My cheeks burn. Jamey would never trip over her cat. If she did, she’d land like a swan, a swoop of wing and slender leg.
I plop myself down on the couch. “Hey, look,” I say, holding the press aloft. “I didn’t spill a drop.”
“Brava,” she says and perches on my desk.
Now I’m supposed to ask, How was your trip? Then I’m to whine the required ooo and sigh the desired ahhh. I feel my knee, exaggerate my wince, and that’s when I notice.
“Maybe ice it,” she says.
“You moved the lamp,” I say.
“It looks so nice on the cabinet.”
“I like it on my desk.”
“You have to admit you can see it better.” She sweeps her arm in an arc, displaying her superior design sensibility.
“It’s my lamp.” I press the sore spot on my knee, hard.
“It’s Mummy’s lamp, Mummy’s favorite.”
“It was Mummy’s lamp.”
She purses her lips.
“Where’s Kitty?” I ask.
“Sulking in the bedroom.” Jamey peers through the doorway. “She’s fine.”
“I don’t come to your house and rearrange your furniture.”
“Oh, please,” she says.
The cat glides back into the room. I pour the coffee.

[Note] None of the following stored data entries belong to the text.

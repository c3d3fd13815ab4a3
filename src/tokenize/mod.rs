// Tokenization: char filters, morphological analysis, token filters.

pub mod analyzer;
pub mod filters;
pub mod traits;
pub mod vibrato;
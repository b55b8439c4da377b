use crate::item::DATA_RANGE;
use rand::rngs::StdRng;
use rand::{Rng, SeedableRng};

/// Read-only data shared by every stage of a run.
///
/// Built by the coordinator before any stage starts and never mutated
/// afterwards.
#[derive(Debug, Clone)]
pub struct SharedResources {
    seed: u64,
    lookup: Box<[f64]>,
}

impl SharedResources {
    pub fn new(seed: u64) -> Self {
        let lookup = (0..DATA_RANGE)
            .map(|i| {
                let x = i as f64 * 0.001;
                (x.sin() * x.sin() + x.cos() * x.cos()).sqrt()
            })
            .collect();
        Self { seed, lookup }
    }

    pub fn seed(&self) -> u64 {
        self.seed
    }

    /// Deterministic source of raw values, identical for identical seeds
    pub fn value_source(&self) -> ValueSource {
        ValueSource {
            rng: StdRng::seed_from_u64(self.seed),
        }
    }

    /// Precomputed factor for `raw_value`, indexed modulo [`DATA_RANGE`]
    pub fn lookup(&self, raw_value: i64) -> f64 {
        self.lookup[raw_value.rem_euclid(DATA_RANGE) as usize]
    }

    pub fn lookup_len(&self) -> usize {
        self.lookup.len()
    }
}

/// Seeded generator of raw values in `1..=DATA_RANGE`
#[derive(Debug, Clone)]
pub struct ValueSource {
    rng: StdRng,
}

impl ValueSource {
    pub fn next_value(&mut self) -> i64 {
        self.rng.random_range(1..=DATA_RANGE)
    }
}
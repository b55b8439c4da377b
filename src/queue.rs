use crate::error::QueueError;
use parking_lot::{Condvar, Mutex};
use std::time::{Duration, Instant};

/// Circular buffer state, only ever touched under the queue lock
#[derive(Debug)]
struct QueueState<T> {
    slots: Box<[Option<T>]>,
    head: usize,
    tail: usize,
    count: usize,
    shutdown: bool,
    produced: u64,
    consumed: u64,
    producer_blocks: u64,
    consumer_blocks: u64,
}

impl<T> QueueState<T> {
    fn capacity(&self) -> usize {
        self.slots.len()
    }

    fn is_full(&self) -> bool {
        self.count == self.capacity()
    }

    fn push_back(&mut self, item: T) {
        debug_assert!(self.slots[self.tail].is_none());
        self.slots[self.tail] = Some(item);
        self.tail = (self.tail + 1) % self.capacity();
        self.count += 1;
        self.produced += 1;
    }

    fn pop_front(&mut self) -> Option<T> {
        let item = self.slots[self.head].take()?;
        self.head = (self.head + 1) % self.capacity();
        self.count -= 1;
        self.consumed += 1;
        Some(item)
    }
}

/// Point-in-time counters of a queue
#[derive(Debug, Clone, Copy, PartialEq, Eq)]
pub struct QueueStats {
    pub produced: u64,
    pub consumed: u64,
    /// Number of times a pusher had to wait for space
    pub producer_blocks: u64,
    /// Number of times a popper had to wait for an item
    pub consumer_blocks: u64,
    pub len: usize,
}

/// A fixed-capacity FIFO with deadline-bounded blocking push/pop and
/// cooperative shutdown.
///
/// Both operations take an absolute deadline. Waiters re-check their
/// predicate after every wake, so spurious wakeups and several threads
/// racing for the same slot are handled. Once [`request_shutdown`] has been
/// called no push succeeds again, while items enqueued before it can still be
/// drained by `pop`.
///
/// [`request_shutdown`]: TimedBoundedQueue::request_shutdown
#[derive(Debug)]
pub struct TimedBoundedQueue<T> {
    state: Mutex<QueueState<T>>,
    not_empty: Condvar,
    not_full: Condvar,
}

impl<T> TimedBoundedQueue<T> {
    /// Create a new queue holding at most `capacity` items.
    ///
    /// # Panics
    ///
    /// Panics if `capacity` is zero.
    pub fn new(capacity: usize) -> Self {
        assert_ne!(capacity, 0, "queue capacity must be non-zero");
        Self {
            state: Mutex::new(QueueState {
                slots: (0..capacity).map(|_| None).collect(),
                head: 0,
                tail: 0,
                count: 0,
                shutdown: false,
                produced: 0,
                consumed: 0,
                producer_blocks: 0,
                consumer_blocks: 0,
            }),
            not_empty: Condvar::new(),
            not_full: Condvar::new(),
        }
    }

    /// Insert `item` at the tail, waiting for space until `deadline`.
    ///
    /// Fails with [`QueueError::Timeout`] if the queue is still full when the
    /// deadline passes, or [`QueueError::Shutdown`] if shutdown is (or
    /// becomes) visible. The item is dropped on failure.
    pub fn push(&self, item: T, deadline: Instant) -> Result<(), QueueError> {
        let mut state = self.state.lock();

        while state.is_full() && !state.shutdown {
            state.producer_blocks += 1;
            let timed_out = self.not_full.wait_until(&mut state, deadline).timed_out();
            if timed_out && state.is_full() && !state.shutdown {
                return Err(QueueError::Timeout);
            }
        }

        if state.shutdown {
            return Err(QueueError::Shutdown);
        }

        state.push_back(item);
        self.not_empty.notify_one();
        Ok(())
    }

    /// Remove the item at the head, waiting for one until `deadline`.
    ///
    /// Items already enqueued are still returned after shutdown; only an
    /// empty queue under shutdown yields [`QueueError::Shutdown`].
    pub fn pop(&self, deadline: Instant) -> Result<T, QueueError> {
        let mut state = self.state.lock();

        while state.count == 0 && !state.shutdown {
            state.consumer_blocks += 1;
            let timed_out = self.not_empty.wait_until(&mut state, deadline).timed_out();
            if timed_out && state.count == 0 && !state.shutdown {
                return Err(QueueError::Timeout);
            }
        }

        match state.pop_front() {
            Some(item) => {
                self.not_full.notify_one();
                Ok(item)
            }
            None => Err(QueueError::Shutdown),
        }
    }

    /// [`push`](Self::push) with a deadline of `timeout` from now
    pub fn push_timeout(&self, item: T, timeout: Duration) -> Result<(), QueueError> {
        self.push(item, Instant::now() + timeout)
    }

    /// [`pop`](Self::pop) with a deadline of `timeout` from now
    pub fn pop_timeout(&self, timeout: Duration) -> Result<T, QueueError> {
        self.pop(Instant::now() + timeout)
    }

    /// Set the shutdown flag and wake every blocked pusher and popper.
    /// Calling it again has no further effect.
    pub fn request_shutdown(&self) {
        let mut state = self.state.lock();
        state.shutdown = true;
        self.not_full.notify_all();
        self.not_empty.notify_all();
    }

    pub fn is_shutdown(&self) -> bool {
        self.state.lock().shutdown
    }

    /// Get the current number of queued items
    pub fn len(&self) -> usize {
        self.state.lock().count
    }

    pub fn is_empty(&self) -> bool {
        self.len() == 0
    }

    pub fn capacity(&self) -> usize {
        self.state.lock().capacity()
    }

    /// Get the utilization of the queue as a percentage (0-100)
    pub fn utilization(&self) -> u32 {
        let state = self.state.lock();
        ((state.count * 100) / state.capacity()) as u32
    }

    pub fn stats(&self) -> QueueStats {
        let state = self.state.lock();
        QueueStats {
            produced: state.produced,
            consumed: state.consumed,
            producer_blocks: state.producer_blocks,
            consumer_blocks: state.consumer_blocks,
            len: state.count,
        }
    }
}
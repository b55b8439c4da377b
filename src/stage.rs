use crate::barrier::BarrierParty;
use crate::error::QueueError;
use crate::item::{passes_filter, DataItem};
use crate::pipeline::PipelineContext;
use crate::queue::TimedBoundedQueue;
use crate::resources::{SharedResources, ValueSource};
use std::hint::black_box;
use std::thread;
use tracing::{debug, info, warn};

/// Barrier cycles between progress events
const PROGRESS_INTERVAL: u64 = 100;

/// Square roots summed per item by [`LookupTransform`] to simulate work
const WORK_ITERATIONS: u32 = 1000;

/// Per-item transformation applied by a stage
pub trait Transform: Send {
    fn apply(&mut self, item: &mut DataItem, resources: &SharedResources);

    fn name(&self) -> &str {
        "transform"
    }
}

/// Leaves items untouched
#[derive(Debug, Default, Clone, Copy)]
pub struct PassthroughTransform;

impl Transform for PassthroughTransform {
    fn apply(&mut self, _item: &mut DataItem, _resources: &SharedResources) {}

    fn name(&self) -> &str {
        "passthrough"
    }
}

/// Computes `processed_value` from the lookup table and the raw value
#[derive(Debug, Default, Clone, Copy)]
pub struct LookupTransform;

impl Transform for LookupTransform {
    fn apply(&mut self, item: &mut DataItem, resources: &SharedResources) {
        let raw = item.raw_value as f64;
        let base = resources.lookup(item.raw_value);

        let mut value = base * (raw + 1.0).ln();
        value += (raw * 0.01).sin() * (item.id as f64 * 0.02).cos();
        value = value.abs();

        let work: f64 = (0..WORK_ITERATIONS).map(|i| (i as f64 + raw).sqrt()).sum();
        value += black_box(work) * 1e-6;

        item.processed_value = value;
    }

    fn name(&self) -> &str {
        "lookup"
    }
}

/// Terminal fold: keeps items accepted by the predicate and sums their
/// processed values
#[derive(Clone)]
pub struct FilterReduce {
    predicate: fn(&DataItem) -> bool,
    reduction: Reduction,
}

/// Running accumulator of the filter/reduce stage
#[derive(Debug, Clone, Copy, Default, PartialEq)]
pub struct Reduction {
    pub passed: u64,
    pub accumulated: f64,
}

impl FilterReduce {
    pub fn new(predicate: fn(&DataItem) -> bool) -> Self {
        Self {
            predicate,
            reduction: Reduction::default(),
        }
    }

    /// Evaluate `item`, folding it in if it passes. Returns the item's
    /// end-to-end latency as of `now` for accepted items.
    pub fn fold(&mut self, item: &mut DataItem, now: std::time::Duration) -> Option<f64> {
        item.is_valid = (self.predicate)(item);
        if !item.is_valid {
            return None;
        }
        self.reduction.passed += 1;
        self.reduction.accumulated += item.processed_value;
        Some(item.latency_ms(now))
    }

    pub fn reduction(&self) -> Reduction {
        self.reduction
    }
}

impl std::fmt::Debug for FilterReduce {
    fn fmt(&self, f: &mut std::fmt::Formatter<'_>) -> std::fmt::Result {
        f.debug_struct("FilterReduce")
            .field("reduction", &self.reduction)
            .finish_non_exhaustive()
    }
}

impl Default for FilterReduce {
    fn default() -> Self {
        Self::new(passes_filter)
    }
}

/// Lifecycle of a stage worker
#[derive(Debug, Clone, Copy, PartialEq, Eq)]
pub enum StageState {
    Idle,
    Running,
    /// Left early on a queue timeout or shutdown
    Stopped,
    /// Completed every tick
    Drained,
}

/// Terminal state of one stage after a run
#[derive(Debug, Clone, PartialEq)]
pub struct StageReport {
    pub index: usize,
    pub name: String,
    pub state: StageState,
    pub ticks_completed: u64,
    /// Set when the stage stopped early
    pub exit: Option<QueueError>,
    /// Only for the filter/reduce stage
    pub reduction: Option<Reduction>,
}

enum Source<'a> {
    Generate { values: ValueSource, next_id: u64 },
    Queue(&'a TimedBoundedQueue<DataItem>),
}

enum Output<'a> {
    Queue(&'a TimedBoundedQueue<DataItem>),
    Reduce(FilterReduce),
}

/// Worker loop of one pipeline stage.
///
/// Stage 0 generates items, the last stage filters and reduces, and the
/// stages in between move items from their upstream queue to their
/// downstream queue. Stage 1 applies [`LookupTransform`]; later middle
/// stages pass items through.
pub struct StageRunner<'a> {
    index: usize,
    name: String,
    ctx: &'a PipelineContext,
    source: Source<'a>,
    transform: Box<dyn Transform>,
    output: Output<'a>,
    state: StageState,
    ticks_completed: u64,
    exit: Option<QueueError>,
}

impl<'a> StageRunner<'a> {
    /// Create the runner of stage `index` out of `stage_count`.
    ///
    /// `ctx` must hold `stage_count - 1` queues.
    pub fn new(index: usize, stage_count: usize, ctx: &'a PipelineContext) -> Self {
        debug_assert!(index < stage_count);
        debug_assert_eq!(ctx.queues.len() + 1, stage_count);

        let last = stage_count - 1;
        let source = if index == 0 {
            Source::Generate {
                values: ctx.resources.value_source(),
                next_id: 0,
            }
        } else {
            Source::Queue(&ctx.queues[index - 1])
        };
        let output = if index == last {
            Output::Reduce(FilterReduce::default())
        } else {
            Output::Queue(&ctx.queues[index])
        };
        let transform: Box<dyn Transform> = if index == 1 {
            Box::new(LookupTransform)
        } else {
            Box::new(PassthroughTransform)
        };
        let name = match index {
            0 => "generator".to_string(),
            i if i == last => "filter-reduce".to_string(),
            1 => "processor".to_string(),
            i => format!("processor-{i}"),
        };

        Self {
            index,
            name,
            ctx,
            source,
            transform,
            output,
            state: StageState::Idle,
            ticks_completed: 0,
            exit: None,
        }
    }

    pub fn name(&self) -> &str {
        &self.name
    }

    pub fn state(&self) -> StageState {
        self.state
    }

    /// Run up to `ticks` ticks, meeting the other stages at the barrier after
    /// each one. Returns once the ticks are exhausted or a queue operation
    /// fails.
    pub fn run(mut self, ticks: u64) -> StageReport {
        let ctx = self.ctx;
        ctx.init.run(|| ctx.sink.write_header());

        let party = BarrierParty::new(&ctx.barrier);
        self.state = StageState::Running;
        info!(
            stage = self.index + 1,
            name = %self.name,
            transform = self.transform.name(),
            "stage started"
        );

        for tick in 0..ticks {
            if let Err(reason) = self.step() {
                warn!(stage = self.index + 1, name = %self.name, tick, %reason, "stage stopped early");
                self.state = StageState::Stopped;
                self.exit = Some(reason);
                break;
            }
            self.ticks_completed += 1;

            ctx.stats.record_barrier_arrival();
            let cycle = party.wait();
            if cycle.is_last_arriver() {
                ctx.stats.record_barrier_cycle();
                if (cycle.generation() + 1) % PROGRESS_INTERVAL == 0 {
                    let stats = ctx.stats.snapshot();
                    debug!(
                        cycle = cycle.generation() + 1,
                        generated = stats.generated,
                        processed = stats.processed,
                        filtered = stats.filtered,
                        "pipeline progress"
                    );
                }
            }

            if self.index == 0 && !ctx.generator_pause.is_zero() {
                thread::sleep(ctx.generator_pause);
            }
        }

        if party.leave() {
            ctx.stats.record_barrier_cycle();
        }
        if self.state == StageState::Running {
            self.state = StageState::Drained;
        }
        info!(
            stage = self.index + 1,
            name = %self.name,
            ticks = self.ticks_completed,
            state = ?self.state,
            "stage finished"
        );

        StageReport {
            index: self.index,
            name: self.name,
            state: self.state,
            ticks_completed: self.ticks_completed,
            exit: self.exit,
            reduction: match &self.output {
                Output::Reduce(reducer) => Some(reducer.reduction()),
                Output::Queue(_) => None,
            },
        }
    }

    /// One tick of work: obtain, transform, hand on
    fn step(&mut self) -> Result<(), QueueError> {
        let ctx = self.ctx;
        let stage = self.index + 1;

        let mut item = match &mut self.source {
            Source::Generate { values, next_id } => {
                let item = DataItem::new(*next_id, values.next_value(), ctx.clock.now());
                *next_id += 1;
                item
            }
            Source::Queue(queue) => queue.pop_timeout(ctx.queue_timeout)?,
        };

        self.transform.apply(&mut item, &ctx.resources);

        match &mut self.output {
            Output::Queue(queue) => {
                let id = item.id;
                let value = if self.index == 0 {
                    item.raw_value as f64
                } else {
                    item.processed_value
                };
                queue.push_timeout(item, ctx.queue_timeout)?;
                ctx.record(stage, id, value, None);
            }
            Output::Reduce(reducer) => {
                if let Some(latency_ms) = reducer.fold(&mut item, ctx.clock.now()) {
                    ctx.stats.record_filtered(latency_ms);
                    ctx.record(stage, item.id, item.processed_value, Some(latency_ms));
                }
            }
        }

        match self.index {
            0 => ctx.stats.record_generated(),
            1 => ctx.stats.record_processed(),
            _ => {}
        }
        Ok(())
    }
}
use parking_lot::{Condvar, Mutex};

/// Lifecycle of a [`OnceGuard`]
#[derive(Debug, Clone, Copy, PartialEq, Eq)]
pub enum OnceState {
    NotStarted,
    Running,
    Done,
}

/// Runs an initializer exactly once under concurrent first-call races.
///
/// Every caller returns only after the single execution has finished,
/// whether it arrived before, during or after it. There is no reset.
#[derive(Debug)]
pub struct OnceGuard {
    state: Mutex<OnceState>,
    done: Condvar,
}

impl OnceGuard {
    pub fn new() -> Self {
        Self {
            state: Mutex::new(OnceState::NotStarted),
            done: Condvar::new(),
        }
    }

    /// Run `init` if no caller has yet; otherwise wait for that caller to
    /// finish. Returns `true` for the one call that executed `init`.
    ///
    /// A panicking initializer still moves the guard to `Done`, so waiters are
    /// released and never run the body themselves.
    pub fn run<F: FnOnce()>(&self, init: F) -> bool {
        let mut state = self.state.lock();
        match *state {
            OnceState::Done => return false,
            OnceState::Running => {
                while *state != OnceState::Done {
                    self.done.wait(&mut state);
                }
                return false;
            }
            OnceState::NotStarted => *state = OnceState::Running,
        }
        drop(state);

        let _completion = Completion { guard: self };
        init();
        true
    }

    pub fn state(&self) -> OnceState {
        *self.state.lock()
    }

    pub fn is_done(&self) -> bool {
        self.state() == OnceState::Done
    }
}

impl Default for OnceGuard {
    fn default() -> Self {
        Self::new()
    }
}

/// Marks the guard done and wakes waiters, also when `init` unwinds
struct Completion<'a> {
    guard: &'a OnceGuard,
}

impl Drop for Completion<'_> {
    fn drop(&mut self) {
        *self.guard.state.lock() = OnceState::Done;
        self.guard.done.notify_all();
    }
}
impl PipelineContext {
    pub(crate) fn record(&self, stage: usize, item_id: u64, value: f64, latency_ms: Option<f64>) {
        self.sink.record(&LogRecord {
            stage,
            item_id,
            value,
            timestamp_ms: self.clock.now().as_millis() as u64,
            latency_ms,
        });
    }
}

/// Builder for constructing pipeline coordinators
pub struct PipelineBuilder {
    config: PipelineConfig,
    sink: Option<Arc<dyn LogSink>>,
    clock: Option<Arc<dyn Clock>>,
}

impl PipelineBuilder {
    /// Create a new pipeline builder with the default configuration
    pub fn new() -> Self {
        Self {
            config: PipelineConfig::default(),
            sink: None,
            clock: None,
        }
    }

    /// Replace the whole configuration
    pub fn config(mut self, config: PipelineConfig) -> Self {
        self.config = config;
        self
    }

    pub fn queue_capacity(mut self, capacity: usize) -> Self {
        self.config.queue_capacity = capacity;
        self
    }

    pub fn queue_timeout(mut self, timeout: Duration) -> Self {
        self.config.queue_timeout = timeout;
        self
    }

    pub fn seed(mut self, seed: u64) -> Self {
        self.config.seed = seed;
        self
    }

    pub fn generator_pause(mut self, pause: Duration) -> Self {
        self.config.generator_pause = pause;
        self
    }

    /// Write records as CSV to `path`. Ignored if a sink is set explicitly.
    pub fn log_path(mut self, path: impl Into<PathBuf>) -> Self {
        self.config.log_path = Some(path.into());
        self
    }

    pub fn log_sink(mut self, sink: Arc<dyn LogSink>) -> Self {
        self.sink = Some(sink);
        self
    }

    pub fn clock(mut self, clock: Arc<dyn Clock>) -> Self {
        self.clock = Some(clock);
        self
    }

    /// Build the coordinator.
    ///
    /// A log file that cannot be created is not an error: records are
    /// discarded instead.
    pub fn build(self) -> Result<PipelineCoordinator> {
        self.config.validate()?;

        let sink: Arc<dyn LogSink> = match (self.sink, &self.config.log_path) {
            (Some(sink), _) => sink,
            (None, Some(path)) => match FileLogSink::create(path) {
                Ok(sink) => Arc::new(sink),
                Err(e) => {
                    warn!(path = %path.display(), error = %e, "log sink unavailable, records will be discarded");
                    Arc::new(NullSink)
                }
            },
            (None, None) => Arc::new(NullSink),
        };

        let clock: Arc<dyn Clock> = match self.clock {
            Some(clock) => clock,
            None => Arc::new(MonotonicClock::new()),
        };

        Ok(PipelineCoordinator {
            config: self.config,
            sink,
            clock,
            running: AtomicBool::new(false),
            shutdown: AtomicBool::new(false),
            active_queues: Mutex::new(Vec::new()),
        })
    }
}

impl Default for PipelineBuilder {
    fn default() -> Self {
        Self::new()
    }
}

/// Which stage held the pipeline back
#[derive(Debug, Clone, Copy, PartialEq, Eq)]
pub enum Bottleneck {
    Balanced,
    Processing,
    Filtering,
}

/// Aggregated outcome of one run
#[derive(Debug, Clone, PartialEq)]
pub struct PipelineResult {
    pub generated: u64,
    pub processed: u64,
    pub filtered: u64,
    pub barrier_cycles: u64,
    pub barrier_arrivals: u64,
    pub average_latency_ms: f64,
    pub latency_p50_ms: f64,
    pub latency_p99_ms: f64,
    /// Sum of processed values of filtered items
    pub accumulated_sum: f64,
    pub elapsed: Duration,
    pub stages: Vec<StageReport>,
}

impl PipelineResult {
    /// Generated items per second of wall time
    pub fn throughput_per_sec(&self) -> f64 {
        let secs = self.elapsed.as_secs_f64();
        if secs == 0.0 {
            0.0
        } else {
            self.generated as f64 / secs
        }
    }

    /// Share of generated items accepted by the filter, in `0.0..=1.0`
    pub fn filter_ratio(&self) -> f64 {
        if self.generated == 0 {
            0.0
        } else {
            self.filtered as f64 / self.generated as f64
        }
    }

    pub fn bottleneck(&self) -> Bottleneck {
        if self.generated > self.processed + BOTTLENECK_MARGIN {
            Bottleneck::Processing
        } else if self.processed > self.filtered + BOTTLENECK_MARGIN {
            Bottleneck::Filtering
        } else {
            Bottleneck::Balanced
        }
    }

    /// True if every stage ran all of its ticks
    pub fn is_complete(&self) -> bool {
        self.stages.iter().all(|s| s.state == StageState::Drained)
    }

    /// Format the result as a human-readable string
    pub fn summary(&self) -> String {
        format!(
            "Generated: {}, Processed: {}, Filtered: {} ({:.1}%), Barrier cycles: {}, \
             Avg latency: {:.3}ms, P50: {:.3}ms, P99: {:.3}ms, Sum: {:.6}, Elapsed: {:.3}s",
            self.generated,
            self.processed,
            self.filtered,
            self.filter_ratio() * 100.0,
            self.barrier_cycles,
            self.average_latency_ms,
            self.latency_p50_ms,
            self.latency_p99_ms,
            self.accumulated_sum,
            self.elapsed.as_secs_f64()
        )
    }
}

“I almost forgot.” Jamey digs in her purse and produces a small paper bag. “From the organic pet place.”
“The one on Ninth.”
She shakes the bag, tears it open. Kitty jogs to her, rubs against her leg, snaps up the treat, meows for more.
“One more?” Jamey asks.
Jamey doles out another crispy bit, stows the bag in my desk drawer, drops herself beside me on the couch. “We’re opening these, right?” She grabs the box of Ding Dongs.
“You do the honors.” We each unwrap a cake. “Do we dare?” I ask.
We giggle and bite into our boxed chocolate confections.